▶ _Your goal_: For the entries below, the result should be an exact transcription of the lines from the one with "use tokio::sync::Mutex;" up to and including the one with "pub async fn len(&self)", and only those.

Stored data entries
┏━━

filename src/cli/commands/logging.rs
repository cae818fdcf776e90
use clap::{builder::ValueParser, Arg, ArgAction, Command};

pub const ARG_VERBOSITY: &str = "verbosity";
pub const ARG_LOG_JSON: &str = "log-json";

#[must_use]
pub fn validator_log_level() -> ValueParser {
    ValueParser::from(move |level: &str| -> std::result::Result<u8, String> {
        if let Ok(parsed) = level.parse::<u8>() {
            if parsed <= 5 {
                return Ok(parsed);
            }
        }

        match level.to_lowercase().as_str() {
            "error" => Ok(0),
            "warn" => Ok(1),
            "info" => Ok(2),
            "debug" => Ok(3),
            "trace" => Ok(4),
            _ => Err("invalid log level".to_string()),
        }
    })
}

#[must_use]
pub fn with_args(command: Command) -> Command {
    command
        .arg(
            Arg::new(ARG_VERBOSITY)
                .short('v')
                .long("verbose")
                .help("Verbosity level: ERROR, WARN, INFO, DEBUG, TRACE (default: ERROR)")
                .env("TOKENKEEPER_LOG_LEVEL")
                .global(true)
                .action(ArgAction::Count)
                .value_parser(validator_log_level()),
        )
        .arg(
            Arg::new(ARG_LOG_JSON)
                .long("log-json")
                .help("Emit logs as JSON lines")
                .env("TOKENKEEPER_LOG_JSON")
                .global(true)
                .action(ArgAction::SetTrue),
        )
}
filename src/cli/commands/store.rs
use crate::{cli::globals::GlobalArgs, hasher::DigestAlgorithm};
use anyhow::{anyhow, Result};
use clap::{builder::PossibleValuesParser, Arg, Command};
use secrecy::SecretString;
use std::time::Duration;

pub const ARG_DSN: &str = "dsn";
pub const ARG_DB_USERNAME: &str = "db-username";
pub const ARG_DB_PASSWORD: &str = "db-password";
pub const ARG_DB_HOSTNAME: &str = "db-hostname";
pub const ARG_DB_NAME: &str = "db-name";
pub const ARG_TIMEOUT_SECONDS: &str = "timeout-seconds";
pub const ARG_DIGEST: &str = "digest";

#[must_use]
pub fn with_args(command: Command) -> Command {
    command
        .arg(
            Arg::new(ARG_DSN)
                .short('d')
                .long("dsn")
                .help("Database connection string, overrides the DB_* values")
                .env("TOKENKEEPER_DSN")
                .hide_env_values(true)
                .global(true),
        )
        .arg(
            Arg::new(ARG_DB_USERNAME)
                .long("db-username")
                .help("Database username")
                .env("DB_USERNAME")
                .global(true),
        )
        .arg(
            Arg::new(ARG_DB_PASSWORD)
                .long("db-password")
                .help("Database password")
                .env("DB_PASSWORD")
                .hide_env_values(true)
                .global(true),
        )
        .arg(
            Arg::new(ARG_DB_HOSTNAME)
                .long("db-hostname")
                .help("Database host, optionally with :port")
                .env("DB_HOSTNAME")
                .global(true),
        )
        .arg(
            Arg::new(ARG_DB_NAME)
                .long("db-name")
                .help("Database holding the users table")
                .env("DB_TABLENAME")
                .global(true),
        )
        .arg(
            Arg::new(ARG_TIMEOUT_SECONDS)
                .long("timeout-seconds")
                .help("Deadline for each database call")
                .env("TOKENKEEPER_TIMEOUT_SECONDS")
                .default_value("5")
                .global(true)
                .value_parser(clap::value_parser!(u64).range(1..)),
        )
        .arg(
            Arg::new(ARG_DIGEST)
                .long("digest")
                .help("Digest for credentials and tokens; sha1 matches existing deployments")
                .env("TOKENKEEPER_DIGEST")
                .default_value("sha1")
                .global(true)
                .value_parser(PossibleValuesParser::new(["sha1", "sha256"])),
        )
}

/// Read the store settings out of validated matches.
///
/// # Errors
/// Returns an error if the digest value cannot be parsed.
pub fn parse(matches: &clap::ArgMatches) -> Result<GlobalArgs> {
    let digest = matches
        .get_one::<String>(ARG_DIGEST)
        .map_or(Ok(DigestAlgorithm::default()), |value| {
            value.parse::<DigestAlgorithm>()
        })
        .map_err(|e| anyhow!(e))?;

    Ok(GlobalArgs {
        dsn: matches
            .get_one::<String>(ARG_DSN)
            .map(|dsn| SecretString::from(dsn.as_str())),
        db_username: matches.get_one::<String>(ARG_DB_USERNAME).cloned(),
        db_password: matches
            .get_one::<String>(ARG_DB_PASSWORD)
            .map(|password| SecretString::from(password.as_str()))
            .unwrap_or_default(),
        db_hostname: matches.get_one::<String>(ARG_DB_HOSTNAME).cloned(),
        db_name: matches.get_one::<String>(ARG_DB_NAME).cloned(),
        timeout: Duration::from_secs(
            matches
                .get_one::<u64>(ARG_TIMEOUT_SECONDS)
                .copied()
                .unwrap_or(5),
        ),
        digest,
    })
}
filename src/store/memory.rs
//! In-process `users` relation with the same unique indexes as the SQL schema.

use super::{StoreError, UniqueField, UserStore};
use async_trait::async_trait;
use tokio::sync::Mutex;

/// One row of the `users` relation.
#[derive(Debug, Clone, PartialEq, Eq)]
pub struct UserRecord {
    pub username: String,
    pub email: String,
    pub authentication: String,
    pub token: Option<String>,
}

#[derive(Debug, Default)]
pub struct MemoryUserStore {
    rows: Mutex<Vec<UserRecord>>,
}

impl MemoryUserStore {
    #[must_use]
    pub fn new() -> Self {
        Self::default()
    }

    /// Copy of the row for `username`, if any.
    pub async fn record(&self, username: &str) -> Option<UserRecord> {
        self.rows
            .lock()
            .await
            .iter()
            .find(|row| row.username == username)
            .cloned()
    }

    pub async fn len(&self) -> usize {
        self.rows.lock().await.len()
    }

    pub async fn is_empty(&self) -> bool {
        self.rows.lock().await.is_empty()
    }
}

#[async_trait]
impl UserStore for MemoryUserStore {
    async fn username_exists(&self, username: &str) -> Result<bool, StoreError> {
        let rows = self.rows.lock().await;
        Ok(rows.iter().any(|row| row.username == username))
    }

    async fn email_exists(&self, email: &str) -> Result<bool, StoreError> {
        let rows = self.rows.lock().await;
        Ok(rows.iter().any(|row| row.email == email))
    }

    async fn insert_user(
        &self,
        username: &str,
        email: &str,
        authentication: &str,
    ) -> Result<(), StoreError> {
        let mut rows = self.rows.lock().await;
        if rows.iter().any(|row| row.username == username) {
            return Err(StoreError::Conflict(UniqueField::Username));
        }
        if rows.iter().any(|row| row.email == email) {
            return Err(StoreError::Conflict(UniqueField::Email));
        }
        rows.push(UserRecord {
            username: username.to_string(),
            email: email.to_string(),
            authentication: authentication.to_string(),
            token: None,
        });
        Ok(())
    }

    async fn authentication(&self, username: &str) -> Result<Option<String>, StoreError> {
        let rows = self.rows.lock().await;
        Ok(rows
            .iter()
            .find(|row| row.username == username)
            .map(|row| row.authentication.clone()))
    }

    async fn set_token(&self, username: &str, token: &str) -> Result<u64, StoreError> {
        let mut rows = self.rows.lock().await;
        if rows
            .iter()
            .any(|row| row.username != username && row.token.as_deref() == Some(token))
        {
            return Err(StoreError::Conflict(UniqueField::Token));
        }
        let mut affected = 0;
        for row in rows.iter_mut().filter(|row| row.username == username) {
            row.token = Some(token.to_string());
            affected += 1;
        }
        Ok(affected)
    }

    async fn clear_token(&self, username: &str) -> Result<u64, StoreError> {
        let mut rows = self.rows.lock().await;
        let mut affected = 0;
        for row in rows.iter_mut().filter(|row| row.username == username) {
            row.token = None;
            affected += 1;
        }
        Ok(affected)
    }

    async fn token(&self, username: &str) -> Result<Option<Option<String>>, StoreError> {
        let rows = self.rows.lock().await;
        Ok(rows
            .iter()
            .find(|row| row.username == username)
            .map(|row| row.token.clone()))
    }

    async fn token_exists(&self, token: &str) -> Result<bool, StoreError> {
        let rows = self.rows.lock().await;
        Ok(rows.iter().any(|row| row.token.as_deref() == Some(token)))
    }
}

┗━━
┏━━

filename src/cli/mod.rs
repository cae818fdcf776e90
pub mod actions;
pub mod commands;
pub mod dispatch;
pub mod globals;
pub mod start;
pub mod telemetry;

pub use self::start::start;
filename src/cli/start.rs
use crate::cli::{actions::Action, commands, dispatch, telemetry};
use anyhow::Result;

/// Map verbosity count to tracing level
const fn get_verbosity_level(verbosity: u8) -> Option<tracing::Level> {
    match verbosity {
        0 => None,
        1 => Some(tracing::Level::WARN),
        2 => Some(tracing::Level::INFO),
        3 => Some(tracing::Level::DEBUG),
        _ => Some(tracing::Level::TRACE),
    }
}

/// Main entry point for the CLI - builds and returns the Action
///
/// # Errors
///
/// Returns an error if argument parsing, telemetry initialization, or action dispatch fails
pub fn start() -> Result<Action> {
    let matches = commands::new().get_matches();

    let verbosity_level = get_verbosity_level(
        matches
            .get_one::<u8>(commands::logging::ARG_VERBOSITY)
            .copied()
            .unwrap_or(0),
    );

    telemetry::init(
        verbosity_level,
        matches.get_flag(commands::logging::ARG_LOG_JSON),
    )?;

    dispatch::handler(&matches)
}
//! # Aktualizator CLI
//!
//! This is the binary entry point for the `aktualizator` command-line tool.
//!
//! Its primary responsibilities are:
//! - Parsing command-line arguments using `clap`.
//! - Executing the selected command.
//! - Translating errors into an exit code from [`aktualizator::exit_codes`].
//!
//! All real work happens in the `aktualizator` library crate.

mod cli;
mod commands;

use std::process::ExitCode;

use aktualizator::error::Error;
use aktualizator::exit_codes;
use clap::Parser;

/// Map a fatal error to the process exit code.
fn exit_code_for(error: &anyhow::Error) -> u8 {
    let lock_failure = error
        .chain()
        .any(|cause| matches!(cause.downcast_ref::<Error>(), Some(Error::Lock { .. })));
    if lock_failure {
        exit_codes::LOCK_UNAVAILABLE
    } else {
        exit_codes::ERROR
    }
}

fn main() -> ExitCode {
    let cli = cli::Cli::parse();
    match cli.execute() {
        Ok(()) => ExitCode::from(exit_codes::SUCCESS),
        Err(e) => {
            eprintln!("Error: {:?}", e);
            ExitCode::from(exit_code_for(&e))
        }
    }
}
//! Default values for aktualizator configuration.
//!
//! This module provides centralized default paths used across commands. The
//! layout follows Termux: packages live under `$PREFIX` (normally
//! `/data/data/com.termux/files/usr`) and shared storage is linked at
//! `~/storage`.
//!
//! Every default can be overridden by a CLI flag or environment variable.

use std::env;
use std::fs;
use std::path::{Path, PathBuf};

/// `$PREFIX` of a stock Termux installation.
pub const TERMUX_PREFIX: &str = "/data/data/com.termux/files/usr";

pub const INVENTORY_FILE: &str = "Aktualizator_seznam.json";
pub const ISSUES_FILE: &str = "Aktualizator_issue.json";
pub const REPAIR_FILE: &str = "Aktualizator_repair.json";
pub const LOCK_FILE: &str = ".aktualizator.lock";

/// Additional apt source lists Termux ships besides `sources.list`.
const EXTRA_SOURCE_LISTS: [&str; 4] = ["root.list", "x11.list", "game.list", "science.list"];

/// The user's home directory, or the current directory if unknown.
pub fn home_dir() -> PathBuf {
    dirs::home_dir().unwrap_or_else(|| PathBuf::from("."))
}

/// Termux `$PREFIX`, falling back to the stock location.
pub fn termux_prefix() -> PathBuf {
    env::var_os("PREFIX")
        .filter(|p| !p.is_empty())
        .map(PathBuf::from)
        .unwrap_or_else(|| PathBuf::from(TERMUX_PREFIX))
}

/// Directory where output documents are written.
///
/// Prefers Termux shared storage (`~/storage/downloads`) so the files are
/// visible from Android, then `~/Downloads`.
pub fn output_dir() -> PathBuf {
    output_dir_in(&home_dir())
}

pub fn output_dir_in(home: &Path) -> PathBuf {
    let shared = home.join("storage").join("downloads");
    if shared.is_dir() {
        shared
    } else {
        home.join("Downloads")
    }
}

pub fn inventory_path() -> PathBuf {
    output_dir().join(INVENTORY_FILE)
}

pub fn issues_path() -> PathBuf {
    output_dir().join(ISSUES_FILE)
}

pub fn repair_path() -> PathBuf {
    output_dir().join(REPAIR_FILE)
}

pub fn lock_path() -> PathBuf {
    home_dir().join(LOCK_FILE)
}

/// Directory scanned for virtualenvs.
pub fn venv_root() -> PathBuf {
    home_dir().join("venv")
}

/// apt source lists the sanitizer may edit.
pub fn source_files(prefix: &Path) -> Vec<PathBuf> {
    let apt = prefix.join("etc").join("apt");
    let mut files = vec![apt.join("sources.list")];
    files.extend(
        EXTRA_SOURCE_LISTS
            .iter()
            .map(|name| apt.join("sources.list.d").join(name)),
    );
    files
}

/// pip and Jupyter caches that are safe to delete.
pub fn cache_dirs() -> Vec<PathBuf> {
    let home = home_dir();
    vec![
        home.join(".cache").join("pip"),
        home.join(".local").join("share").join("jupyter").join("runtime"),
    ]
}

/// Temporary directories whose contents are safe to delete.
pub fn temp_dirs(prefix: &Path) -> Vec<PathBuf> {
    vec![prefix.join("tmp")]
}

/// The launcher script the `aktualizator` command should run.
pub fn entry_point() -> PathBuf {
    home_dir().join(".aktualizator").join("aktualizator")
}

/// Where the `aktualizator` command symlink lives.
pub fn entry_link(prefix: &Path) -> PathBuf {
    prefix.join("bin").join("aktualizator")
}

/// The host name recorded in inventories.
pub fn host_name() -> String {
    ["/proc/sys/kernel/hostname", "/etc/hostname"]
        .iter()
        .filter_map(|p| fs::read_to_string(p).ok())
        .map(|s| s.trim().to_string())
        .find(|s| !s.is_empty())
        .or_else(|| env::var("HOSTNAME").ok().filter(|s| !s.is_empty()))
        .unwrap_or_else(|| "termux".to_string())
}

┗━━
┏━━

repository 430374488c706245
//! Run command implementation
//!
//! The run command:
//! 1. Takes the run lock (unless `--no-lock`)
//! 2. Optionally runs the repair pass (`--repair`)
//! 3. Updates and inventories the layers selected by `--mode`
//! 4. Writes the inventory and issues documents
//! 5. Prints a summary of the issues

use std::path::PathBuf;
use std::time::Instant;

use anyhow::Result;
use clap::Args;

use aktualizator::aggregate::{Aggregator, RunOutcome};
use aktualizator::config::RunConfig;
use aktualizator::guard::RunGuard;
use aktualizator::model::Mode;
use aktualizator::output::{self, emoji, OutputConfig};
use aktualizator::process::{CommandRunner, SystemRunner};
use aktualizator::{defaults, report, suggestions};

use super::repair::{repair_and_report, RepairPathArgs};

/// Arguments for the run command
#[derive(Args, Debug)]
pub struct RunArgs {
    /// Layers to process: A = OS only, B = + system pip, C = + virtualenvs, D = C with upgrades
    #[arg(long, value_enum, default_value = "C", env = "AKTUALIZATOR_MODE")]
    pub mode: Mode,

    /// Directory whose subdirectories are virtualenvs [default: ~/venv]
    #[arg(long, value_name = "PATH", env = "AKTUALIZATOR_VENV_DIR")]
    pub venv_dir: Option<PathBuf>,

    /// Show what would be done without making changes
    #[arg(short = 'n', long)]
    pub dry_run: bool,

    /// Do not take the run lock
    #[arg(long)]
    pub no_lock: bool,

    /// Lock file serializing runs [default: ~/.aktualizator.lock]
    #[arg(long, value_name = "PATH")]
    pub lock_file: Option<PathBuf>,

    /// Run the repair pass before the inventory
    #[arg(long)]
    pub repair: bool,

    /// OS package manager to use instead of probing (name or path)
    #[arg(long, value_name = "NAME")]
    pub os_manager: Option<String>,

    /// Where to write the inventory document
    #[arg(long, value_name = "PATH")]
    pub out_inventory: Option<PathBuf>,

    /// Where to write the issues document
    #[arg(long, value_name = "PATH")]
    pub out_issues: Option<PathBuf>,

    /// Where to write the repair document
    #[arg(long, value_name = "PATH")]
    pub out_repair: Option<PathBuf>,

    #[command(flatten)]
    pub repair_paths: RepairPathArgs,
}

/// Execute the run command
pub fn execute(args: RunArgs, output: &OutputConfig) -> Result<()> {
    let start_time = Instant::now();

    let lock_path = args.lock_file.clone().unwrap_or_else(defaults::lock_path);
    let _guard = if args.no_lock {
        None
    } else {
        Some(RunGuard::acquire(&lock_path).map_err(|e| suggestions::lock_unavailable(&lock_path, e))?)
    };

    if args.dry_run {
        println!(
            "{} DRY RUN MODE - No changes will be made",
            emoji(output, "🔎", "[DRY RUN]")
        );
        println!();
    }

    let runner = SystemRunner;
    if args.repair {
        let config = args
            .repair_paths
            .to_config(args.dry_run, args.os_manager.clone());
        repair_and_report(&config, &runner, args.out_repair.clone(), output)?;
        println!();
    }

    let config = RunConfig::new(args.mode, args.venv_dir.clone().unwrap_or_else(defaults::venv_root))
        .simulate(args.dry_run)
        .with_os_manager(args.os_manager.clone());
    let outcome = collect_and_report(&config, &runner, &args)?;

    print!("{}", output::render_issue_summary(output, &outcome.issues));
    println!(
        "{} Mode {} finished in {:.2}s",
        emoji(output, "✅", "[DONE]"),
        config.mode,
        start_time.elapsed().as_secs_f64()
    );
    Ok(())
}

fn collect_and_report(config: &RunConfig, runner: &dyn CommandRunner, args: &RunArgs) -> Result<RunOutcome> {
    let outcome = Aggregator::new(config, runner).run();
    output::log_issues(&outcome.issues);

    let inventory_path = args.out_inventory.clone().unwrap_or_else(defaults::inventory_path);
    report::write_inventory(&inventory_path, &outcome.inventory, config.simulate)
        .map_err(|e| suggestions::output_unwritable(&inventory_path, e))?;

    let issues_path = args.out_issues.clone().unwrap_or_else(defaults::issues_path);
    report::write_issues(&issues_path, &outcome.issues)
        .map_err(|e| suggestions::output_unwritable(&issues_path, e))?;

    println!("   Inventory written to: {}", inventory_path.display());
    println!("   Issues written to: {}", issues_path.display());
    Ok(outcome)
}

┗━━

▶ _Task solution_:
use tokio::sync::Mutex;

/// One row of the `users` relation.
#[derive(Debug, Clone, PartialEq, Eq)]
pub struct UserRecord {
    pub username: String,
    pub email: String,
    pub authentication: String,
    pub token: Option<String>,
}

#[derive(Debug, Default)]
pub struct MemoryUserStore {
    rows: Mutex<Vec<UserRecord>>,
}

impl MemoryUserStore {
    #[must_use]
    pub fn new() -> Self {
        Self::default()
    }

    /// Copy of the row for `username`, if any.
    pub async fn record(&self, username: &str) -> Option<UserRecord> {
        self.rows
            .lock()
            .await
            .iter()
            .find(|row| row.username == username)
            .cloned()
    }

    pub async fn len(&self) -> usize {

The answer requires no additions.